To evaluate the performance of chromosomal microarray analysis (CMA) in fetuses with nuchal translucency (NT) > 95th percentile. Secondary objectives were to analyze these results according to NT thickness, below or above 3.5 mm, and those without associated anomalies.
This observational single-cohort study was conducted between 2015 and 2018 in fetuses with NT > 95th percentile. Following an invasive test, quantitative fluorescence-polymerase chain reaction (QF-PCR) was performed, and if normal, CMA was performed. Pathogenic copy number variants (CNVs), non-reported pathogenic CNV, pathogenic autosomal recessive variants and variants of unknown significance (VUS) were analysed.
One-hundred and sixty-two fetuses with NT > 95th percentile, normal QF-PCR and CMA were included. Amongst 128 fetuses with NT between the 95th percentile and 3.5 mm, one (0.8%) had a pathogenic CNV, four (3.1%) had non-reported pathogenic CNV, one (0.8%) had pathogenic autosomal recessive variant and 13 (10.2%) had VUS. Amongst 34 fetuses with NT ≥ 3.5 mm, four (11.8%) had pathogenic CNV, one (2.9%) had non-reported pathogenic CNV, one (2.9%) had pathogenic autosomal recessive variant and four (11.8%) had VUS. Four in 162 (2.5%) fetuses had CNVs at the chromosome 16p13.11 region. Amongst 154 fetuses without structural abnormalities and normal QF-PCR, three (1.9%) had a pathogenic CNV, 5 (3.2%) had non-reported pathogenic CNV, one (0.6%) autosomal recessive pathogenic CNV and 16 (10.4%) had VUS.

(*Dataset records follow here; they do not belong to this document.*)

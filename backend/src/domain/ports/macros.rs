//! `define_port_error!`: declares a `thiserror` enum for a port plus one
//! snake_case constructor per variant taking `impl Into<_>` arguments.

macro_rules! define_port_error {
    (@ctor $variant:ident) => {
        ::paste::paste! {
            pub fn [<$variant:snake>]() -> Self {
                Self::$variant
            }
        }
    };

    (@ctor $variant:ident { $($field:ident : $ty:ty),* $(,)? }) => {
        define_port_error!(@ctor_impl $variant () () $( $field : $ty, )*);
    };

    (@ctor_impl $variant:ident ($($params:tt)*) ($($inits:tt)*) ) => {
        ::paste::paste! {
            pub fn [<$variant:snake>]($($params)*) -> Self {
                Self::$variant { $($inits)* }
            }
        }
    };

    (@ctor_impl $variant:ident ($($params:tt)*) ($($inits:tt)*) $field:ident : $ty:ty, $($rest:tt)*) => {
        define_port_error!(
            @ctor_impl
            $variant
            ($($params)* $field: impl Into<$ty>,)
            ($($inits)* $field: $field.into(),)
            $($rest)*
        );
    };
    (
        $(#[$outer:meta])*
        pub enum $name:ident {
            $(
                $(#[$variant_meta:meta])*
                $variant:ident $( { $($field:ident : $ty:ty),* $(,)? } )? => $message:expr
            ),* $(,)?
        }
    ) => {
        $(#[$outer])*
        #[derive(Debug, Clone, PartialEq, Eq, thiserror::Error)]
        pub enum $name {
            $(
                $(#[$variant_meta])*
                #[error($message)]
                $variant $( { $($field : $ty),* } )?,
            )*
        }

        impl $name {
            $(
                define_port_error!(@ctor $variant $( { $($field : $ty),* } )?);
            )*
        }
    };
}

pub(crate) use define_port_error;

Pathogenic CNVs were found in 1% of fetuses with an NT thickness between the 95 percentile and 3.5 mm and in 12% of fetuses with NT ≥ 3.5 mm. CNVs were found at the 16p13.11 region in 2.5% of cases.
评估染色体微阵列分析(CMA)在颈部透明带(NT)厚度大于第95百分位数的胎儿中的性能。次要目标是根据NT厚度(低于或高于3.5毫米)以及无相关异常情况来分析这些结果。

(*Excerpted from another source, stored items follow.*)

use thiserror::Error;

use crate::types::{Csn, Xid};

/// Convenience alias for `Result<T, MeridianError>`.
pub type MeridianResult<T> = Result<T, MeridianError>;

/// Error classification for retry/escalation decisions.
///
/// - `UserError`: bad configuration or credentials, unsupported isolation
/// - `Retryable`: the transaction failed but a fresh attempt may succeed
/// - `Transient`: the remote side is unreachable or slow; retry after back-off
/// - `InternalBug`: should never happen
#[derive(Debug, Clone, Copy, PartialEq, Eq)]
pub enum ErrorKind {
    UserError,
    Retryable,
    Transient,
    InternalBug,
}

/// Top-level error type that all crate-specific errors convert into.
#[derive(Error, Debug)]
pub enum MeridianError {
    #[error("CSN error: {0}")]
    Csn(#[from] CsnError),

    #[error("Foreign transaction error: {0}")]
    Fdw(#[from] FdwError),

    #[error("Configuration error: {0}")]
    Config(#[from] ConfigError),

    #[error("Internal error: {0}")]
    Internal(String),

    /// Internal bug: should never occur in production.
    /// Always carries a unique `error_code` and `debug_context` for post-mortem.
    #[error("InternalBug [{error_code}]: {message} | context: {debug_context}")]
    InternalBug {
        error_code: &'static str,
        message: String,
        debug_context: String,
    },
}

/// Commit-sequence-number subsystem errors.
#[derive(Error, Debug)]
pub enum CsnError {
    /// The snapshot points further into the past than the xmin deferral map
    /// retains; the row versions it needs may already be reclaimed.
    #[error("snapshot too old: CSN {snapshot_csn} is older than the {window_secs}s retention window")]
    SnapshotTooOld { snapshot_csn: Csn, window_secs: u64 },

    #[error("could not write CSN log for transaction {xid}: {reason}")]
    LogWrite { xid: Xid, reason: String },

    #[error("could not read CSN log for transaction {xid}: {reason}")]
    LogRead { xid: Xid, reason: String },

    #[error("could not log CSN assignment: {0}")]
    WalWrite(String),

    #[error("CSN snapshots are disabled")]
    Disabled,

    #[error("transaction {xid} has unexpected CSN state {state}")]
    UnexpectedXidCsn { xid: Xid, state: String },

    #[error("xmin deferral map is not configured (csn_snapshot_defer_time = 0)")]
    XminMapUnavailable,

    #[error("prepared transaction {0} is not known to this node")]
    UnknownPreparedXact(String),

    #[error("transaction identifier \"{0}\" is already in use")]
    DuplicatePreparedXact(String),

    #[error("backend {0} is not registered")]
    UnknownBackend(u32),

    /// A CSN received from another node collides with the sentinel encodings
    /// or leaves no room above it.
    #[error("CSN {0} is out of range")]
    InvalidCsn(Csn),

    #[error("CSN space exhausted at {0}")]
    CsnExhausted(Csn),
}

/// Foreign (remote) transaction and connection errors.
#[derive(Error, Debug)]
pub enum FdwError {
    /// A previous transaction-state change on this connection was interrupted,
    /// so the remote transaction state is unknown.
    #[error("connection to server \"{server}\" was lost")]
    ConnectionUnsafe { server: String },

    #[error("password is required: {detail}")]
    PasswordRequired { detail: String },

    /// The link dropped while a transaction-state change was in flight.
    #[error("remote transaction on server \"{server}\" was lost: {detail}")]
    RemoteTransactionLost { server: String, detail: String },

    #[error("could not connect to server \"{server}\": {detail}")]
    ConnectFailed { server: String, detail: String },

    #[error("remote error{}: {message}{}", sqlstate_tag(.sqlstate), sql_tag(.sql))]
    Remote {
        sqlstate: Option<String>,
        message: String,
        sql: Option<String>,
    },

    #[error("missed cleaning up remote subtransaction at level {0}")]
    MissedSubxactCleanup(u32),

    #[error("global snapshots are only supported with REPEATABLE READ isolation level")]
    GlobalSnapshotIsolation,

    #[error("{function} returned invalid data for prepared transaction with ID {fdwxact_id}")]
    InvalidCsnResponse {
        function: &'static str,
        fdwxact_id: String,
    },

    #[error("catalog lookup failed: {0}")]
    Catalog(String),

    #[error("no open remote transaction for user mapping {0}")]
    NoRemoteTransaction(u32),
}

/// Configuration errors.
#[derive(Error, Debug)]
pub enum ConfigError {
    #[error("IO error reading {path}: {source}")]
    Io {
        path: String,
        #[source]
        source: std::io::Error,
    },

    #[error("parse error: {0}")]
    Parse(String),

    #[error("invalid value for {field}: {reason}")]
    Invalid { field: &'static str, reason: String },
}

fn sqlstate_tag(sqlstate: &Option<String>) -> String {
    sqlstate
        .as_deref()
        .map(|s| format!(" [{s}]"))
        .unwrap_or_default()
}

fn sql_tag(sql: &Option<String>) -> String {
    sql.as_deref()
        .map(|s| format!(" (remote SQL command: {s})"))
        .unwrap_or_default()
}

// ── MeridianError classification & helpers ───────────────────────────────────

impl MeridianError {
    /// Classify this error for retry/escalation decisions.
    pub fn kind(&self) -> ErrorKind {
        match self {
            MeridianError::Config(_) => ErrorKind::UserError,
            MeridianError::Fdw(FdwError::PasswordRequired { .. }) => ErrorKind::UserError,
            MeridianError::Fdw(FdwError::GlobalSnapshotIsolation) => ErrorKind::UserError,
            MeridianError::Fdw(FdwError::Catalog(_)) => ErrorKind::UserError,
            MeridianError::Csn(CsnError::Disabled) => ErrorKind::UserError,
            MeridianError::Csn(CsnError::XminMapUnavailable) => ErrorKind::UserError,
            MeridianError::Csn(CsnError::InvalidCsn(_)) => ErrorKind::UserError,

            MeridianError::Csn(CsnError::SnapshotTooOld { .. }) => ErrorKind::Retryable,
            MeridianError::Fdw(FdwError::ConnectionUnsafe { .. }) => ErrorKind::Retryable,
            MeridianError::Fdw(FdwError::RemoteTransactionLost { .. }) => ErrorKind::Retryable,

            MeridianError::Fdw(FdwError::ConnectFailed { .. }) => ErrorKind::Transient,
            MeridianError::Fdw(FdwError::Remote { .. }) => ErrorKind::Transient,

            MeridianError::InternalBug { .. } => ErrorKind::InternalBug,
            _ => ErrorKind::InternalBug,
        }
    }

    /// Returns true if the client should retry this operation.
    pub fn is_retryable(&self) -> bool {
        matches!(self.kind(), ErrorKind::Retryable)
    }

    /// Returns true if this is a user/configuration error.
    pub fn is_user_error(&self) -> bool {
        matches!(self.kind(), ErrorKind::UserError)
    }

    /// Returns true if this is a transient remote error.
    pub fn is_transient(&self) -> bool {
        matches!(self.kind(), ErrorKind::Transient)
    }

    /// Map to a PostgreSQL SQLSTATE code.
    pub fn pg_sqlstate(&self) -> String {
        let code = match self {
            MeridianError::Csn(CsnError::SnapshotTooOld { .. }) => "72000", // snapshot_too_old
            MeridianError::Csn(CsnError::InvalidCsn(_)) => "22023", // invalid_parameter_value
            MeridianError::Fdw(FdwError::ConnectionUnsafe { .. }) => "08000", // connection_exception
            MeridianError::Fdw(FdwError::RemoteTransactionLost { .. }) => "08006", // connection_failure
            MeridianError::Fdw(FdwError::ConnectFailed { .. }) => "08001", // sqlclient_unable_to_establish_sqlconnection
            MeridianError::Fdw(FdwError::PasswordRequired { .. }) => "2F003", // prohibited_sql_statement_attempted
            MeridianError::Fdw(FdwError::GlobalSnapshotIsolation) => "0A000", // feature_not_supported
            MeridianError::Fdw(FdwError::Remote {
                sqlstate: Some(code),
                ..
            }) => return code.clone(),
            MeridianError::Fdw(FdwError::Remote { sqlstate: None, .. }) => "08006",
            MeridianError::Config(_) => "F0000", // config_file_error
            _ => "XX000",                         // internal_error
        };
        code.to_string()
    }

    /// Construct an internal bug error with error code and context.
    pub fn internal_bug(
        error_code: &'static str,
        message: impl Into<String>,
        debug_context: impl Into<String>,
    ) -> Self {
        MeridianError::InternalBug {
            error_code,
            message: message.into(),
            debug_context: debug_context.into(),
        }
    }

    /// Add context string to an error, **preserving error classification**
    /// for structured variants.
    pub fn with_context(self, ctx: impl Into<String>) -> Self {
        let ctx = ctx.into();
        match self {
            MeridianError::Internal(msg) => MeridianError::Internal(format!("{ctx}: {msg}")),
            MeridianError::InternalBug {
                error_code,
                message,
                debug_context,
            } => MeridianError::InternalBug {
                error_code,
                message: format!("{ctx}: {message}"),
                debug_context,
            },
            MeridianError::Fdw(FdwError::Remote {
                sqlstate,
                message,
                sql,
            }) => MeridianError::Fdw(FdwError::Remote {
                sqlstate,
                message: format!("{ctx}: {message}"),
                sql,
            }),
            other => other,
        }
    }
}

impl FdwError {
    /// SQLSTATE for an undefined object; tolerated when resolving prepared
    /// transactions that no longer exist.
    pub const UNDEFINED_OBJECT: &'static str = "42704";
    pub const CONNECTION_FAILURE: &'static str = "08006";

    pub fn remote(
        sqlstate: Option<String>,
        message: impl Into<String>,
        sql: Option<&str>,
    ) -> Self {
        FdwError::Remote {
            sqlstate,
            message: message.into(),
            sql: sql.map(str::to_owned),
        }
    }

    pub fn sqlstate(&self) -> Option<&str> {
        match self {
            FdwError::Remote { sqlstate, .. } => sqlstate.as_deref(),
            _ => None,
        }
    }

    pub fn is_undefined_object(&self) -> bool {
        self.sqlstate() == Some(Self::UNDEFINED_OBJECT)
    }

    /// Prefix the message of a remote error; other variants pass through.
    pub fn with_context(self, ctx: impl Into<String>) -> Self {
        match self {
            FdwError::Remote {
                sqlstate,
                message,
                sql,
            } => FdwError::Remote {
                sqlstate,
                message: format!("{}: {message}", ctx.into()),
                sql,
            },
            other => other,
        }
    }

    /// Connection-level failure as reported by the remote link.
    pub fn is_connection_failure(&self) -> bool {
        match self {
            FdwError::Remote { sqlstate, .. } => {
                sqlstate.as_deref().map_or(true, |s| s == Self::CONNECTION_FAILURE)
            }
            FdwError::RemoteTransactionLost { .. } | FdwError::ConnectFailed { .. } => true,
            _ => false,
        }
    }
}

这项观察性单队列研究于2015年至2018年在NT厚度大于第95百分位数的胎儿中进行。在进行侵入性检测后,进行定量荧光聚合酶链反应(QF-PCR),如果结果正常,则进行CMA。分析致病性拷贝数变异(CNV)、未报告的致病性CNV、致病性常染色体隐性变异和意义未明的变异(VUS)。
纳入了162例NT厚度大于第95百分位数、QF-PCR和CMA结果正常的胎儿。在128例NT厚度在第95百分位数至3.5毫米之间的胎儿中,1例(0.8%)有致病性CNV,4例(3.1%)有未报告的致病性CNV,1例(0.8%)有致病性常染色体隐性变异,13例(10.2%)有VUS。在34例NT厚度≥3.5毫米的胎儿中,4例(11.8%)有致病性CNV,1例(2.9%)有未报告的致病性CNV,1例(2.9%)有致病性常染色体隐性变异,4例(11.8%)有VUS。162例胎儿中有4例(2.5%)在染色体16p13.11区域存在CNV。在154例无结构异常且QF-PCR结果正常的胎儿中,3例(1.9%)有致病性CNV,5例(3.2%)有未报告的致病性CNV,1例(0.6%)有常染色体隐性致病性CNV,16例(10.4%)有VUS。
在NT厚度在第95百分位数至3.5毫米之间的胎儿中,1%发现有致病性CNV;在NT厚度≥3.5毫米的胎儿中,12%发现有致病性CNV。2.5%的病例在16p13.11区域发现有CNV。